───── Records for this task ─────
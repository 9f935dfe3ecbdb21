//! Gemini (Google AI Studio) parser
//!
//! AI Studio exports one prompt per file: `chunkedPrompt.chunks` holds the
//! turns, with `isThought` chunks carrying the model's reasoning before its
//! answer. Exports have no message ids, so ids are derived from the file
//! name and turn position; the chain is strictly linear.

use crate::domain::models::{
    Attachment, Conversation, ConversationMetadata, ImageRef, Message, Platform, Sender,
};
use crate::history::types::{GeminiChunk, GeminiPrompt};
use crate::shared::ids::derive_uuid;
use crate::shared::logging;

/// Parse an AI Studio prompt export
pub fn parse_gemini_prompt(prompt: GeminiPrompt, file_name: &str) -> Conversation {
    let conversation_uuid = derive_uuid(&["gemini", file_name]);
    let mut messages: Vec<Message> = Vec::new();
    let mut pending_thinking: Vec<String> = Vec::new();

    for (idx, value) in prompt.chunked_prompt.chunks.into_iter().enumerate() {
        let chunk: GeminiChunk = match serde_json::from_value(value) {
            Ok(c) => c,
            Err(e) => {
                logging::log_record_skipped(file_name, idx, &e.to_string());
                continue;
            }
        };

        let sender = if chunk.role == "user" { Sender::Human } else { Sender::Assistant };
        let text = chunk.text.clone().unwrap_or_default();

        if chunk.is_thought {
            if !text.trim().is_empty() {
                pending_thinking.push(text);
            }
            continue;
        }

        // Consecutive chunks of one role form a single turn
        let continues_turn = messages.last().is_some_and(|m| m.sender == sender);
        if !continues_turn {
            let parent = messages.last().map(|m| m.uuid.clone());
            let uuid = derive_uuid(&[&conversation_uuid, &messages.len().to_string()]);
            messages.push(Message::new(uuid, parent, sender, String::new()));
        }
        let Some(current) = messages.last_mut() else {
            continue;
        };

        if !text.trim().is_empty() {
            if !current.display_text.is_empty() {
                current.display_text.push_str("\n\n");
            }
            current.display_text.push_str(&text);
        }

        if sender == Sender::Assistant && !pending_thinking.is_empty() {
            let joined = pending_thinking.join("\n\n");
            pending_thinking.clear();
            current.thinking = Some(match current.thinking.take() {
                Some(existing) => format!("{}\n\n{}", existing, joined),
                None => joined,
            });
        }

        if let Some(image) = chunk.inline_image {
            let ext = image
                .mime_type
                .as_deref()
                .and_then(|m| m.strip_prefix("image/"))
                .unwrap_or("png")
                .to_string();
            let file_name = format!("image-{}.{}", current.images.len() + 1, ext);
            current.images.push(ImageRef { file_name, mime_type: image.mime_type, url: None, data: image.data });
        }
        if let Some(drive) = chunk.drive_image {
            current.images.push(ImageRef {
                file_name: format!("drive-{}.png", drive.id),
                mime_type: None,
                url: Some(format!("https://drive.google.com/file/d/{}", drive.id)),
                data: None,
            });
        }
        if let Some(doc) = chunk.drive_document {
            current.attachments.push(Attachment {
                file_name: format!("drive-{}", doc.id),
                file_type: None,
                file_size: None,
                extracted_content: None,
            });
        }
    }

    // Reasoning with no answer after it still belongs to the last model turn
    if !pending_thinking.is_empty() {
        if let Some(last) = messages.iter_mut().rev().find(|m| m.sender == Sender::Assistant) {
            last.thinking = Some(pending_thinking.join("\n\n"));
        }
    }

    let title = std::path::Path::new(file_name)
        .file_stem()
        .and_then(|s| s.to_str())
        .filter(|s| !s.is_empty())
        .unwrap_or("Gemini conversation")
        .to_string();

    Conversation {
        metadata: ConversationMetadata {
            uuid: conversation_uuid,
            title,
            platform: Platform::Gemini,
            model: prompt
                .run_settings
                .and_then(|r| r.model)
                .map(|m| m.trim_start_matches("models/").to_string()),
            created_at: None,
            updated_at: None,
        },
        messages,
    }
}
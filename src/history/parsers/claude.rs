//! Claude export parser
//!
//! Parses `conversations.json` (array or single conversation) and
//! `projects.json` from a Claude data export.

use once_cell::sync::Lazy;
use regex::Regex;

use crate::domain::models::{
    Artifact, ArtifactCommand, Attachment, Citation, Conversation, ConversationMetadata, ImageRef,
    KnowledgeDoc, Message, Platform, Project, Sender, ToolCall,
};
use crate::history::types::{
    ClaudeArtifactInput, ClaudeChatMessage, ClaudeContentBlock, ClaudeConversation, ClaudeProject,
    CLAUDE_ROOT_PARENT,
};
use crate::shared::logging;

/// Legacy exports embed artifacts in the message text
static ANT_ARTIFACT: Lazy<Regex> = Lazy::new(|| {
    Regex::new(r#"(?s)<antArtifact\s+([^>]*)>(.*?)</antArtifact>"#).expect("valid artifact regex")
});

static ATTRIBUTE: Lazy<Regex> =
    Lazy::new(|| Regex::new(r#"(\w+)="([^"]*)""#).expect("valid attribute regex"));

const ARTIFACT_TOOL: &str = "artifacts";

/// Parse every conversation of a Claude export. Malformed messages are skipped.
pub fn parse_claude_conversations(values: Vec<serde_json::Value>, file_name: &str) -> Vec<Conversation> {
    let mut conversations = Vec::with_capacity(values.len());
    for (idx, value) in values.into_iter().enumerate() {
        match serde_json::from_value::<ClaudeConversation>(value) {
            Ok(raw) => conversations.push(convert_conversation(raw, file_name)),
            Err(e) => logging::log_record_skipped(file_name, idx, &e.to_string()),
        }
    }
    conversations
}

fn convert_conversation(raw: ClaudeConversation, file_name: &str) -> Conversation {
    let mut messages = Vec::with_capacity(raw.chat_messages.len());
    for (idx, value) in raw.chat_messages.into_iter().enumerate() {
        match serde_json::from_value::<ClaudeChatMessage>(value) {
            Ok(msg) => messages.push(convert_message(msg)),
            Err(e) => logging::log_record_skipped(file_name, idx, &e.to_string()),
        }
    }

    let title = raw
        .name
        .filter(|n| !n.trim().is_empty())
        .or_else(|| raw.summary.filter(|s| !s.trim().is_empty()))
        .unwrap_or_else(|| "Untitled conversation".to_string());

    Conversation {
        metadata: ConversationMetadata {
            uuid: raw.uuid,
            title,
            platform: Platform::Claude,
            model: raw.model,
            created_at: raw.created_at,
            updated_at: raw.updated_at,
        },
        messages,
    }
}

fn convert_message(raw: ClaudeChatMessage) -> Message {
    let sender = if raw.sender == "human" { Sender::Human } else { Sender::Assistant };
    let parent_uuid = raw
        .parent_message_uuid
        .filter(|p| !p.is_empty() && p != CLAUDE_ROOT_PARENT);

    let mut msg = Message::new(raw.uuid, parent_uuid, sender, String::new());
    msg.timestamp = raw.created_at;

    let mut texts: Vec<String> = Vec::new();
    let mut thinking: Vec<String> = Vec::new();

    for value in raw.content {
        let block = match serde_json::from_value::<ClaudeContentBlock>(value) {
            Ok(block) => block,
            Err(_) => continue,
        };
        match block {
            ClaudeContentBlock::Text { text, citations } => {
                if !text.trim().is_empty() {
                    texts.push(text);
                }
                for c in citations {
                    if let Some(citation) = citation_from_value(&c) {
                        push_citation(&mut msg.citations, citation);
                    }
                }
            }
            ClaudeContentBlock::Thinking { thinking: t } => {
                if !t.trim().is_empty() {
                    thinking.push(t);
                }
            }
            ClaudeContentBlock::ToolUse { id, name, input } => {
                if name == ARTIFACT_TOOL {
                    let parsed: ClaudeArtifactInput =
                        serde_json::from_value(input.clone()).unwrap_or_default();
                    msg.artifacts.push(artifact_from_input(parsed));
                } else {
                    msg.tools.push(ToolCall { id, name, input, result: None, is_error: false });
                }
            }
            ClaudeContentBlock::ToolResult { tool_use_id, content, is_error } => {
                for item in content.as_array().into_iter().flatten() {
                    if item.get("type").and_then(|t| t.as_str()) == Some("knowledge") {
                        if let Some(citation) = citation_from_value(item) {
                            push_citation(&mut msg.citations, citation);
                        }
                    }
                }
                let target = msg
                    .tools
                    .iter_mut()
                    .rev()
                    .find(|t| t.id.is_some() && t.id == tool_use_id);
                if let Some(tool) = target {
                    tool.result = Some(result_text(&content));
                    tool.is_error = is_error;
                }
            }
            ClaudeContentBlock::Other => {}
        }
    }

    let mut display = if texts.is_empty() { raw.text } else { texts.join("\n\n") };
    if ANT_ARTIFACT.is_match(&display) {
        let (stripped, legacy) = extract_legacy_artifacts(&display);
        display = stripped;
        msg.artifacts.extend(legacy);
    }
    msg.display_text = display;

    if !thinking.is_empty() {
        msg.thinking = Some(thinking.join("\n\n"));
    }

    msg.attachments = raw
        .attachments
        .into_iter()
        .map(|a| Attachment {
            file_name: a.file_name,
            file_type: a.file_type,
            file_size: a.file_size,
            extracted_content: a.extracted_content,
        })
        .collect();

    for file in raw.files_v2.into_iter().chain(raw.files) {
        if file.file_kind.as_deref().is_some_and(|k| k != "image") {
            continue;
        }
        if msg.images.iter().any(|i| i.file_name == file.file_name) {
            continue;
        }
        msg.images.push(ImageRef {
            file_name: file.file_name,
            mime_type: None,
            url: file.preview_url.or(file.thumbnail_url),
            data: None,
        });
    }

    msg
}

fn artifact_from_input(input: ClaudeArtifactInput) -> Artifact {
    let command = match input.command.as_deref() {
        Some("update") => ArtifactCommand::Update,
        Some("rewrite") => ArtifactCommand::Rewrite,
        _ => ArtifactCommand::Create,
    };
    Artifact {
        id: input.id,
        title: input.title.unwrap_or_else(|| "Untitled artifact".to_string()),
        artifact_type: input.artifact_type.unwrap_or_default(),
        command,
        content: input.content.unwrap_or_default(),
        old_str: input.old_str,
        new_str: input.new_str,
        language: input.language,
    }
}

/// Pull `<antArtifact ...>` blocks out of the text
fn extract_legacy_artifacts(text: &str) -> (String, Vec<Artifact>) {
    let mut artifacts = Vec::new();
    for caps in ANT_ARTIFACT.captures_iter(text) {
        let mut input = ClaudeArtifactInput::default();
        for attr in ATTRIBUTE.captures_iter(&caps[1]) {
            let value = attr[2].to_string();
            match &attr[1] {
                "identifier" => input.id = Some(value),
                "type" => input.artifact_type = Some(value),
                "title" => input.title = Some(value),
                "language" => input.language = Some(value),
                _ => {}
            }
        }
        input.content = Some(caps[2].trim().to_string());
        artifacts.push(artifact_from_input(input));
    }
    let stripped = ANT_ARTIFACT.replace_all(text, "").trim().to_string();
    (stripped, artifacts)
}

fn citation_from_value(value: &serde_json::Value) -> Option<Citation> {
    let url = value
        .get("url")
        .and_then(|u| u.as_str())
        .or_else(|| value.pointer("/metadata/url").and_then(|u| u.as_str()))?;
    if url.is_empty() {
        return None;
    }
    Some(Citation {
        title: value.get("title").and_then(|t| t.as_str()).map(String::from),
        url: url.to_string(),
        snippet: value.get("text").and_then(|t| t.as_str()).map(String::from),
    })
}

fn push_citation(citations: &mut Vec<Citation>, citation: Citation) {
    if !citations.iter().any(|c| c.url == citation.url) {
        citations.push(citation);
    }
}

fn result_text(content: &serde_json::Value) -> String {
    match content {
        serde_json::Value::String(s) => s.clone(),
        serde_json::Value::Array(items) => items
            .iter()
            .map(|item| match item.get("text").and_then(|t| t.as_str()) {
                Some(text) => text.to_string(),
                None => item.to_string(),
            })
            .collect::<Vec<_>>()
            .join("\n"),
        serde_json::Value::Null => String::new(),
        other => other.to_string(),
    }
}

/// Parse a Claude `projects.json` export
pub fn parse_claude_projects(values: Vec<serde_json::Value>, file_name: &str) -> Vec<Project> {
    let mut projects = Vec::new();
    for (idx, value) in values.into_iter().enumerate() {
        match serde_json::from_value::<ClaudeProject>(value) {
            Ok(raw) => projects.push(Project {
                uuid: raw.uuid,
                name: raw.name,
                description: raw.description.filter(|d| !d.trim().is_empty()),
                system_prompt: raw.prompt_template.filter(|p| !p.trim().is_empty()),
                docs: raw
                    .docs
                    .into_iter()
                    .map(|d| KnowledgeDoc { file_name: d.filename, content: d.content, created_at: d.created_at })
                    .collect(),
                created_at: raw.created_at,
                updated_at: raw.updated_at,
            }),
            Err(e) => logging::log_record_skipped(file_name, idx, &e.to_string()),
        }
    }
    projects
}

#[cfg(test)]
mod tests {
    use super::*;

    fn sample_conversation() -> serde_json::Value {
        serde_json::json!({
            "uuid": "conv-1",
            "name": "Rust help",
            "created_at": "2025-03-01T10:00:00Z",
            "updated_at": "2025-03-01T11:00:00Z",
            "chat_messages": [
                {
                    "uuid": "m1",
                    "text": "How do I sort?",
                    "content": [{"type": "text", "text": "How do I sort?"}],
                    "sender": "human",
                    "created_at": "2025-03-01T10:00:00Z",
                    "parent_message_uuid": CLAUDE_ROOT_PARENT,
                    "attachments": [{"file_name": "notes.txt", "file_size": 12, "file_type": "text/plain", "extracted_content": "some notes"}],
                    "files": [{"file_name": "shot.png", "file_kind": "image", "preview_url": "/img/shot.png"}]
                },
                {
                    "uuid": "m2",
                    "text": "",
                    "content": [
                        {"type": "thinking", "thinking": "User wants sorting."},
                        {"type": "text", "text": "Use sort_by.", "citations": [{"url": "https://doc.rust-lang.org", "title": "Docs"}]},
                        {"type": "tool_use", "id": "t1", "name": "artifacts", "input": {"id": "sort", "type": "application/vnd.ant.code", "title": "Sort example", "command": "create", "language": "rust", "content": "v.sort();"}},
                        {"type": "tool_use", "id": "t2", "name": "web_search", "input": {"query": "rust sort"}},
                        {"type": "tool_result", "tool_use_id": "t2", "content": [{"type": "knowledge", "title": "Sorting", "url": "https://example.com/sort", "text": "snippet"}]},
                        {"type": "mystery_block"}
                    ],
                    "sender": "assistant",
                    "created_at": "2025-03-01T10:00:05Z",
                    "parent_message_uuid": "m1"
                },
                {"uuid": "broken"}
            ]
        })
    }

    #[test]
    fn test_parse_claude_conversation() {
        let conversations = parse_claude_conversations(vec![sample_conversation()], "conversations.json");
        assert_eq!(conversations.len(), 1);
        let conv = &conversations[0];
        assert_eq!(conv.metadata.title, "Rust help");
        assert_eq!(conv.messages.len(), 2);

        let human = &conv.messages[0];
        assert_eq!(human.sender, Sender::Human);
        assert_eq!(human.parent_uuid, None);
        assert_eq!(human.attachments[0].file_name, "notes.txt");
        assert_eq!(human.images[0].url.as_deref(), Some("/img/shot.png"));

        let assistant = &conv.messages[1];
        assert_eq!(assistant.parent_uuid.as_deref(), Some("m1"));
        assert_eq!(assistant.display_text, "Use sort_by.");
        assert_eq!(assistant.thinking.as_deref(), Some("User wants sorting."));
        assert_eq!(assistant.artifacts.len(), 1);
        assert_eq!(assistant.artifacts[0].language.as_deref(), Some("rust"));
        assert_eq!(assistant.tools.len(), 1);
        assert_eq!(assistant.tools[0].name, "web_search");
        assert!(assistant.tools[0].result.is_some());
        assert_eq!(assistant.citations.len(), 2);
    }

    #[test]
    fn test_legacy_artifacts_are_extracted() {
        let text = r#"Here you go.
<antArtifact identifier="hello" type="application/vnd.ant.code" language="python" title="Hello">
print("hi")
</antArtifact>"#;
        let (stripped, artifacts) = extract_legacy_artifacts(text);
        assert_eq!(stripped, "Here you go.");
        assert_eq!(artifacts.len(), 1);
        assert_eq!(artifacts[0].title, "Hello");
        assert_eq!(artifacts[0].language.as_deref(), Some("python"));
        assert_eq!(artifacts[0].content, "print(\"hi\")");
    }

    #[test]
    fn test_parse_projects() {
        let values = vec![serde_json::json!({
            "uuid": "p1",
            "name": "Research",
            "description": "",
            "prompt_template": "Be terse.",
            "docs": [{"filename": "brief.md", "content": "# Brief"}]
        })];
        let projects = parse_claude_projects(values, "projects.json");
        assert_eq!(projects.len(), 1);
        assert_eq!(projects[0].description, None);
        assert_eq!(projects[0].system_prompt.as_deref(), Some("Be terse."));
        assert_eq!(projects[0].docs[0].file_name, "brief.md");
    }
}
─────
Task to carry out:
"role" is the word to look for; copy every line of the data that has it.

Exercise response:
        let sender = if chunk.role == "user" { Sender::Human } else { Sender::Assistant };
        // Consecutive chunks of one role form a single turn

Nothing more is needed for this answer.